Task to complete » Output the listing exactly, leaving nothing out.
Top of Given records
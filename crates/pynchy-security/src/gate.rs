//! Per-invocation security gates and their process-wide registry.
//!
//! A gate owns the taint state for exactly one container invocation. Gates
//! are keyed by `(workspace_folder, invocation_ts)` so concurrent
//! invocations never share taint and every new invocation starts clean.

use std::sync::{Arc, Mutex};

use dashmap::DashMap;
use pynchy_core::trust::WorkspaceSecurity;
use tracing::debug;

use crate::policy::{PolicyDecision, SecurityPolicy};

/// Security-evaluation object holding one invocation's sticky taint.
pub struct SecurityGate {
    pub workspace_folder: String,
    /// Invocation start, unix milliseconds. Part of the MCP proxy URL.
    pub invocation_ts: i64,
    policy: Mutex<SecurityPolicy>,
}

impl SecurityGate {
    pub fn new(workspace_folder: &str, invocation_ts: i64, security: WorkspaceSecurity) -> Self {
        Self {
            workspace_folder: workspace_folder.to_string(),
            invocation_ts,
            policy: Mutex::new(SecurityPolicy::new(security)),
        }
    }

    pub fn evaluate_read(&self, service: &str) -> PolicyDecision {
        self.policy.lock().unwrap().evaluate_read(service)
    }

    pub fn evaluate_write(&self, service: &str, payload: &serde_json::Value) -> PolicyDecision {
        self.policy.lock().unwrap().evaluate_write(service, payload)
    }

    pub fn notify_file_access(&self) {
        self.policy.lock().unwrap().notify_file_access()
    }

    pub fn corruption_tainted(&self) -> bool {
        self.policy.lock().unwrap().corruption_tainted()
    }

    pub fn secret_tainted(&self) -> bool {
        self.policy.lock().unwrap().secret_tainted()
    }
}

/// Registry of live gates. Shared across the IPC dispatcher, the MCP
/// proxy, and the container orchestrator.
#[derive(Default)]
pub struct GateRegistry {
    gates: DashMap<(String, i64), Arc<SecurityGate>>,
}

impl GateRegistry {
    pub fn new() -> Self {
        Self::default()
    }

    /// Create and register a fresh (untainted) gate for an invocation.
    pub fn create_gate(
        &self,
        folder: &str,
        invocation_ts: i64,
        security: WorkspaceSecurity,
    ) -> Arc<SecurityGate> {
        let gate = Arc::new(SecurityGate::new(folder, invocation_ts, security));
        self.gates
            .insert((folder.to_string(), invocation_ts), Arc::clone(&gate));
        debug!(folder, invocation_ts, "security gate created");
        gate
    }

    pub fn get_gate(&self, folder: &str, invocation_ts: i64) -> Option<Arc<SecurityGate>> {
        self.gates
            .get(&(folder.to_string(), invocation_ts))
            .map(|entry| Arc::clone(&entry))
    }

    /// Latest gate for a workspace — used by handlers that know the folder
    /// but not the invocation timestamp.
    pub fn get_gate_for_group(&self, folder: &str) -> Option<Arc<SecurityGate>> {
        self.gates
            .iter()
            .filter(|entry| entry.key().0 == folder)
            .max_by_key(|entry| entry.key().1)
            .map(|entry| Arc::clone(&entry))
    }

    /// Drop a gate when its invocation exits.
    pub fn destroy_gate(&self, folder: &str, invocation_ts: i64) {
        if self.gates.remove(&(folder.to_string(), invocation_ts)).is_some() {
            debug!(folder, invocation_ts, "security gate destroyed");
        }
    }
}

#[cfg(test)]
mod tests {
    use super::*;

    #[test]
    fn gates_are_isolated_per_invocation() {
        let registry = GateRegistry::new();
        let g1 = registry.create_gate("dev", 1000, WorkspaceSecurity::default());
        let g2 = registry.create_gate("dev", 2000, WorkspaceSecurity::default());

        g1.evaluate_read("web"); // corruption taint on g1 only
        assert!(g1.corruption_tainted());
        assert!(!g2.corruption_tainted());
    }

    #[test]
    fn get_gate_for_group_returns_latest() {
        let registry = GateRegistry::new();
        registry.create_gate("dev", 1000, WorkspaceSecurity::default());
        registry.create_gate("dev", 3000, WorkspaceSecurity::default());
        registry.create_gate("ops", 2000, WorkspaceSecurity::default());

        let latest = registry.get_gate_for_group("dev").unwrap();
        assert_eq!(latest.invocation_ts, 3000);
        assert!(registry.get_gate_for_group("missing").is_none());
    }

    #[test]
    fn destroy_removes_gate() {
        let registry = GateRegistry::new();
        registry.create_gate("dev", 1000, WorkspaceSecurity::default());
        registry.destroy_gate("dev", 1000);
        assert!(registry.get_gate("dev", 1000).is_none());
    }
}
Bottom of Given records
Response area »
filename crates/pynchy-security/src/gate.rs
//! Per-invocation security gates and their process-wide registry.
//!
//! A gate owns the taint state for exactly one container invocation. Gates
//! are keyed by `(workspace_folder, invocation_ts)` so concurrent
//! invocations never share taint and every new invocation starts clean.

use std::sync::{Arc, Mutex};

use dashmap::DashMap;
use pynchy_core::trust::WorkspaceSecurity;
use tracing::debug;

use crate::policy::{PolicyDecision, SecurityPolicy};

/// Security-evaluation object holding one invocation's sticky taint.
pub struct SecurityGate {
    pub workspace_folder: String,
    /// Invocation start, unix milliseconds. Part of the MCP proxy URL.
    pub invocation_ts: i64,
    policy: Mutex<SecurityPolicy>,
}

impl SecurityGate {
    pub fn new(workspace_folder: &str, invocation_ts: i64, security: WorkspaceSecurity) -> Self {
        Self {
            workspace_folder: workspace_folder.to_string(),
            invocation_ts,
            policy: Mutex::new(SecurityPolicy::new(security)),
        }
    }

    pub fn evaluate_read(&self, service: &str) -> PolicyDecision {
        self.policy.lock().unwrap().evaluate_read(service)
    }

    pub fn evaluate_write(&self, service: &str, payload: &serde_json::Value) -> PolicyDecision {
        self.policy.lock().unwrap().evaluate_write(service, payload)
    }

    pub fn notify_file_access(&self) {
        self.policy.lock().unwrap().notify_file_access()
    }

    pub fn corruption_tainted(&self) -> bool {
        self.policy.lock().unwrap().corruption_tainted()
    }

    pub fn secret_tainted(&self) -> bool {
        self.policy.lock().unwrap().secret_tainted()
    }
}

/// Registry of live gates. Shared across the IPC dispatcher, the MCP
/// proxy, and the container orchestrator.
#[derive(Default)]
pub struct GateRegistry {
    gates: DashMap<(String, i64), Arc<SecurityGate>>,
}

impl GateRegistry {
    pub fn new() -> Self {
        Self::default()
    }

    /// Create and register a fresh (untainted) gate for an invocation.
    pub fn create_gate(
        &self,
        folder: &str,
        invocation_ts: i64,
        security: WorkspaceSecurity,
    ) -> Arc<SecurityGate> {
        let gate = Arc::new(SecurityGate::new(folder, invocation_ts, security));
        self.gates
            .insert((folder.to_string(), invocation_ts), Arc::clone(&gate));
        debug!(folder, invocation_ts, "security gate created");
        gate
    }

    pub fn get_gate(&self, folder: &str, invocation_ts: i64) -> Option<Arc<SecurityGate>> {
        self.gates
            .get(&(folder.to_string(), invocation_ts))
            .map(|entry| Arc::clone(&entry))
    }

    /// Latest gate for a workspace — used by handlers that know the folder
    /// but not the invocation timestamp.
    pub fn get_gate_for_group(&self, folder: &str) -> Option<Arc<SecurityGate>> {
        self.gates
            .iter()
            .filter(|entry| entry.key().0 == folder)
            .max_by_key(|entry| entry.key().1)
            .map(|entry| Arc::clone(&entry))
    }

    /// Drop a gate when its invocation exits.
    pub fn destroy_gate(&self, folder: &str, invocation_ts: i64) {
        if self.gates.remove(&(folder.to_string(), invocation_ts)).is_some() {
            debug!(folder, invocation_ts, "security gate destroyed");
        }
    }
}

#[cfg(test)]
mod tests {
    use super::*;

    #[test]
    fn gates_are_isolated_per_invocation() {
        let registry = GateRegistry::new();
        let g1 = registry.create_gate("dev", 1000, WorkspaceSecurity::default());
        let g2 = registry.create_gate("dev", 2000, WorkspaceSecurity::default());

        g1.evaluate_read("web"); // corruption taint on g1 only
        assert!(g1.corruption_tainted());
        assert!(!g2.corruption_tainted());
    }

    #[test]
    fn get_gate_for_group_returns_latest() {
        let registry = GateRegistry::new();
        registry.create_gate("dev", 1000, WorkspaceSecurity::default());
        registry.create_gate("dev", 3000, WorkspaceSecurity::default());
        registry.create_gate("ops", 2000, WorkspaceSecurity::default());

        let latest = registry.get_gate_for_group("dev").unwrap();
        assert_eq!(latest.invocation_ts, 3000);
        assert!(registry.get_gate_for_group("missing").is_none());
    }

    #[test]
    fn destroy_removes_gate() {
        let registry = GateRegistry::new();
        registry.create_gate("dev", 1000, WorkspaceSecurity::default());
        registry.destroy_gate("dev", 1000);
        assert!(registry.get_gate("dev", 1000).is_none());
    }
}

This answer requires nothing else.